Dataset items:
════════════════
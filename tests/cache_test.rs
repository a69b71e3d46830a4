use std::time::Duration;

use tune_relay::engine::cache::ResolutionCache;

#[test]
fn test_put_then_get() {
    let cache = ResolutionCache::new();
    cache.put("t1", "u1", Duration::from_secs(300));
    assert_eq!(cache.get("t1"), Some("u1".to_string()));
    assert_eq!(cache.get("t2"), None);
}

#[test]
fn test_zero_ttl_expires_immediately() {
    let cache = ResolutionCache::new();
    cache.put("t1", "u1", Duration::ZERO);
    assert_eq!(cache.get("t1"), None);
    // The expired entry still occupies a slot until invalidated; lazy
    // expiry only affects reads.
    assert_eq!(cache.len(), 1);
}

#[test]
fn test_short_ttl_expires_after_deadline() {
    let cache = ResolutionCache::new();
    cache.put("t1", "u1", Duration::from_millis(20));
    assert_eq!(cache.get("t1"), Some("u1".to_string()));

    std::thread::sleep(Duration::from_millis(60));
    assert_eq!(cache.get("t1"), None);
}

#[test]
fn test_overwrite_replaces_entry() {
    let cache = ResolutionCache::new();
    cache.put("t1", "old", Duration::ZERO);
    cache.put("t1", "new", Duration::from_secs(300));
    assert_eq!(cache.get("t1"), Some("new".to_string()));
    assert_eq!(cache.len(), 1);
}

#[test]
fn test_invalidate_missing_key_is_noop() {
    let cache = ResolutionCache::new();
    cache.invalidate("missing-key");
    assert!(cache.is_empty());

    cache.put("t1", "u1", Duration::from_secs(300));
    cache.invalidate("t1");
    assert_eq!(cache.get("t1"), None);
    assert!(cache.is_empty());
}
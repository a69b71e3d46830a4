use anyhow::Result;
use async_trait::async_trait;
use serde::{Deserialize, Serialize};

/// One playable format advertised by the provider for a resolved reference.
#[derive(Debug, Clone, Default, Deserialize)]
pub struct MediaFormat {
    pub format_id: Option<String>,
    pub acodec: Option<String>,
    pub url: Option<String>,
}

impl MediaFormat {
    /// A format counts as audio-bearing when the provider attached any
    /// non-empty codec marker. Providers list formats in ascending
    /// quality order, which the selection below relies on.
    fn has_audio_marker(&self) -> bool {
        self.acodec.as_deref().is_some_and(|a| !a.is_empty())
    }

    fn usable_url(&self) -> Option<&str> {
        self.url.as_deref().filter(|u| !u.is_empty())
    }
}

/// Outcome of resolving a source reference: the provider's format list
/// plus an optional top-level direct URL.
#[derive(Debug, Clone, Default, Deserialize)]
pub struct Resolution {
    pub url: Option<String>,
    #[serde(default)]
    pub formats: Vec<MediaFormat>,
}

impl Resolution {
    /// Pick the direct URL to stream: the last format carrying both an
    /// audio codec marker and a URL, else the top-level URL. The
    /// last-wins scan assumes provider order is worst-to-best and is
    /// kept as-is for provider compatibility.
    pub fn audio_url(&self) -> Option<&str> {
        self.formats
            .iter()
            .rev()
            .find_map(|f| {
                if f.has_audio_marker() {
                    f.usable_url()
                } else {
                    None
                }
            })
            .or_else(|| self.url.as_deref().filter(|u| !u.is_empty()))
    }
}

/// A track as returned by the metadata endpoints.
#[derive(Debug, Clone, Default, Serialize)]
pub struct TrackSummary {
    pub id: Option<String>,
    pub title: Option<String>,
    pub artist: String,
    pub thumbnail: Option<String>,
    pub duration: Option<f64>,
    pub src: Option<String>,
    #[serde(rename = "releaseDate", skip_serializing_if = "Option::is_none")]
    pub release_date: Option<String>,
    #[serde(skip_serializing_if = "Option::is_none")]
    pub likes: Option<u64>,
    #[serde(skip_serializing_if = "Option::is_none")]
    pub popularity: Option<u64>,
}

/// External capability that turns a source reference into a direct
/// media URL and answers metadata queries about the same catalog.
#[async_trait]
pub trait MediaResolver: Send + Sync {
    /// Resolve a source reference to its direct URL and format list.
    async fn resolve(&self, source_ref: &str) -> Result<Resolution>;

    /// Full-text search over the provider catalog.
    async fn search(&self, query: &str, limit: usize) -> Result<Vec<TrackSummary>>;

    /// Entries related to a reference (a source URL or a bare track id).
    async fn related(&self, reference: &str) -> Result<Vec<TrackSummary>>;

    /// Tracks attributed to an artist name, enriched with release and
    /// popularity fields where the provider supplies them.
    async fn artist(&self, name: &str) -> Result<Vec<TrackSummary>>;
}
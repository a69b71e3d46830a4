// Relay engine: range parsing, resolution caching, and the streaming core.

pub mod cache;
pub mod range;
pub mod relay;
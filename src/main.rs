use std::net::SocketAddr;
use std::sync::Arc;

use anyhow::{Context, Result};
use tracing::info;
use tracing_subscriber::EnvFilter;

use tune_relay::config::ProxyConfig;
use tune_relay::engine::cache::ResolutionCache;
use tune_relay::resolver::traits::MediaResolver;
use tune_relay::resolver::ytdlp::YtDlpResolver;
use tune_relay::server::handler::{ApiServer, AppState};

#[tokio::main]
async fn main() -> Result<()> {
    let filter = EnvFilter::try_from_default_env()
        .unwrap_or_else(|_| EnvFilter::new("info,hyper=warn,reqwest=warn"));
    tracing_subscriber::fmt()
        .with_env_filter(filter)
        .with_target(true)
        .init();

    let config = ProxyConfig::from_env();
    info!(
        "starting relay ttl={}s chunk={}B timeout={}s extractor={}",
        config.ttl_secs, config.chunk_size, config.fetch_timeout_secs, config.extractor_bin
    );

    let resolver: Arc<dyn MediaResolver> = Arc::new(YtDlpResolver::new(&config));
    let cache = Arc::new(ResolutionCache::new());

    let addr: SocketAddr = format!("{}:{}", config.host, config.port)
        .parse()
        .with_context(|| format!("invalid listen address {}:{}", config.host, config.port))?;

    let state = AppState::new(resolver, cache, config);
    let server = ApiServer::start(state, addr).await?;
    info!("api server listening on http://{}:{}", addr.ip(), server.port());

    tokio::signal::ctrl_c()
        .await
        .context("installing Ctrl+C handler")?;
    info!("shutdown requested");
    server.shutdown();

    Ok(())
}
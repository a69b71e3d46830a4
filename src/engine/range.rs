// Range header parsing for the streaming relay.

/// Parse a `Range` header value into the requested start byte.
///
/// Only the open-ended form `bytes=<start>-` is honored; anything after
/// the dash is ignored. Any other unit, malformed digits, or an absent
/// header means "no range requested" and maps to `None`. Clients that
/// send closed or multi-range requests fall back to full content.
pub fn parse_range_start(header: Option<&str>) -> Option<u64> {
    let value = header?.trim();
    let rest = value.strip_prefix("bytes=")?;
    let (start, _suffix) = rest.split_once('-')?;
    start.trim().parse().ok()
}

/// Format a start byte as an open-ended upstream `Range` header value.
pub fn open_ended_range(start: u64) -> String {
    format!("bytes={}-", start)
}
════════════════
What to work on: Copy each line of the records verbatim.

Response below:
filename tests/cache_test.rs
repository a69b71e3d46830a4
use std::time::Duration;

use tune_relay::engine::cache::ResolutionCache;

#[test]
fn test_put_then_get() {
    let cache = ResolutionCache::new();
    cache.put("t1", "u1", Duration::from_secs(300));
    assert_eq!(cache.get("t1"), Some("u1".to_string()));
    assert_eq!(cache.get("t2"), None);
}

#[test]
fn test_zero_ttl_expires_immediately() {
    let cache = ResolutionCache::new();
    cache.put("t1", "u1", Duration::ZERO);
    assert_eq!(cache.get("t1"), None);
    // The expired entry still occupies a slot until invalidated; lazy
    // expiry only affects reads.
    assert_eq!(cache.len(), 1);
}

#[test]
fn test_short_ttl_expires_after_deadline() {
    let cache = ResolutionCache::new();
    cache.put("t1", "u1", Duration::from_millis(20));
    assert_eq!(cache.get("t1"), Some("u1".to_string()));

    std::thread::sleep(Duration::from_millis(60));
    assert_eq!(cache.get("t1"), None);
}

#[test]
fn test_overwrite_replaces_entry() {
    let cache = ResolutionCache::new();
    cache.put("t1", "old", Duration::ZERO);
    cache.put("t1", "new", Duration::from_secs(300));
    assert_eq!(cache.get("t1"), Some("new".to_string()));
    assert_eq!(cache.len(), 1);
}

#[test]
fn test_invalidate_missing_key_is_noop() {
    let cache = ResolutionCache::new();
    cache.invalidate("missing-key");
    assert!(cache.is_empty());

    cache.put("t1", "u1", Duration::from_secs(300));
    cache.invalidate("t1");
    assert_eq!(cache.get("t1"), None);
    assert!(cache.is_empty());
}
repository a69b71e3d46830a4
use anyhow::Result;
use async_trait::async_trait;
use serde::{Deserialize, Serialize};

/// One playable format advertised by the provider for a resolved reference.
#[derive(Debug, Clone, Default, Deserialize)]
pub struct MediaFormat {
    pub format_id: Option<String>,
    pub acodec: Option<String>,
    pub url: Option<String>,
}

impl MediaFormat {
    /// A format counts as audio-bearing when the provider attached any
    /// non-empty codec marker. Providers list formats in ascending
    /// quality order, which the selection below relies on.
    fn has_audio_marker(&self) -> bool {
        self.acodec.as_deref().is_some_and(|a| !a.is_empty())
    }

    fn usable_url(&self) -> Option<&str> {
        self.url.as_deref().filter(|u| !u.is_empty())
    }
}

/// Outcome of resolving a source reference: the provider's format list
/// plus an optional top-level direct URL.
#[derive(Debug, Clone, Default, Deserialize)]
pub struct Resolution {
    pub url: Option<String>,
    #[serde(default)]
    pub formats: Vec<MediaFormat>,
}

impl Resolution {
    /// Pick the direct URL to stream: the last format carrying both an
    /// audio codec marker and a URL, else the top-level URL. The
    /// last-wins scan assumes provider order is worst-to-best and is
    /// kept as-is for provider compatibility.
    pub fn audio_url(&self) -> Option<&str> {
        self.formats
            .iter()
            .rev()
            .find_map(|f| {
                if f.has_audio_marker() {
                    f.usable_url()
                } else {
                    None
                }
            })
            .or_else(|| self.url.as_deref().filter(|u| !u.is_empty()))
    }
}

/// A track as returned by the metadata endpoints.
#[derive(Debug, Clone, Default, Serialize)]
pub struct TrackSummary {
    pub id: Option<String>,
    pub title: Option<String>,
    pub artist: String,
    pub thumbnail: Option<String>,
    pub duration: Option<f64>,
    pub src: Option<String>,
    #[serde(rename = "releaseDate", skip_serializing_if = "Option::is_none")]
    pub release_date: Option<String>,
    #[serde(skip_serializing_if = "Option::is_none")]
    pub likes: Option<u64>,
    #[serde(skip_serializing_if = "Option::is_none")]
    pub popularity: Option<u64>,
}

/// External capability that turns a source reference into a direct
/// media URL and answers metadata queries about the same catalog.
#[async_trait]
pub trait MediaResolver: Send + Sync {
    /// Resolve a source reference to its direct URL and format list.
    async fn resolve(&self, source_ref: &str) -> Result<Resolution>;

    /// Full-text search over the provider catalog.
    async fn search(&self, query: &str, limit: usize) -> Result<Vec<TrackSummary>>;

    /// Entries related to a reference (a source URL or a bare track id).
    async fn related(&self, reference: &str) -> Result<Vec<TrackSummary>>;

    /// Tracks attributed to an artist name, enriched with release and
    /// popularity fields where the provider supplies them.
    async fn artist(&self, name: &str) -> Result<Vec<TrackSummary>>;
}
repository a69b71e3d46830a4
// Relay engine: range parsing, resolution caching, and the streaming core.

pub mod cache;
pub mod range;
pub mod relay;
filename src/main.rs
use std::net::SocketAddr;
use std::sync::Arc;

use anyhow::{Context, Result};
use tracing::info;
use tracing_subscriber::EnvFilter;

use tune_relay::config::ProxyConfig;
use tune_relay::engine::cache::ResolutionCache;
use tune_relay::resolver::traits::MediaResolver;
use tune_relay::resolver::ytdlp::YtDlpResolver;
use tune_relay::server::handler::{ApiServer, AppState};

#[tokio::main]
async fn main() -> Result<()> {
    let filter = EnvFilter::try_from_default_env()
        .unwrap_or_else(|_| EnvFilter::new("info,hyper=warn,reqwest=warn"));
    tracing_subscriber::fmt()
        .with_env_filter(filter)
        .with_target(true)
        .init();

    let config = ProxyConfig::from_env();
    info!(
        "starting relay ttl={}s chunk={}B timeout={}s extractor={}",
        config.ttl_secs, config.chunk_size, config.fetch_timeout_secs, config.extractor_bin
    );

    let resolver: Arc<dyn MediaResolver> = Arc::new(YtDlpResolver::new(&config));
    let cache = Arc::new(ResolutionCache::new());

    let addr: SocketAddr = format!("{}:{}", config.host, config.port)
        .parse()
        .with_context(|| format!("invalid listen address {}:{}", config.host, config.port))?;

    let state = AppState::new(resolver, cache, config);
    let server = ApiServer::start(state, addr).await?;
    info!("api server listening on http://{}:{}", addr.ip(), server.port());

    tokio::signal::ctrl_c()
        .await
        .context("installing Ctrl+C handler")?;
    info!("shutdown requested");
    server.shutdown();

    Ok(())
}
repository a69b71e3d46830a4
filename src/engine/range.rs
// Range header parsing for the streaming relay.

/// Parse a `Range` header value into the requested start byte.
///
/// Only the open-ended form `bytes=<start>-` is honored; anything after
/// the dash is ignored. Any other unit, malformed digits, or an absent
/// header means "no range requested" and maps to `None`. Clients that
/// send closed or multi-range requests fall back to full content.
pub fn parse_range_start(header: Option<&str>) -> Option<u64> {
    let value = header?.trim();
    let rest = value.strip_prefix("bytes=")?;
    let (start, _suffix) = rest.split_once('-')?;
    start.trim().parse().ok()
}

/// Format a start byte as an open-ended upstream `Range` header value.
pub fn open_ended_range(start: u64) -> String {
    format!("bytes={}-", start)
}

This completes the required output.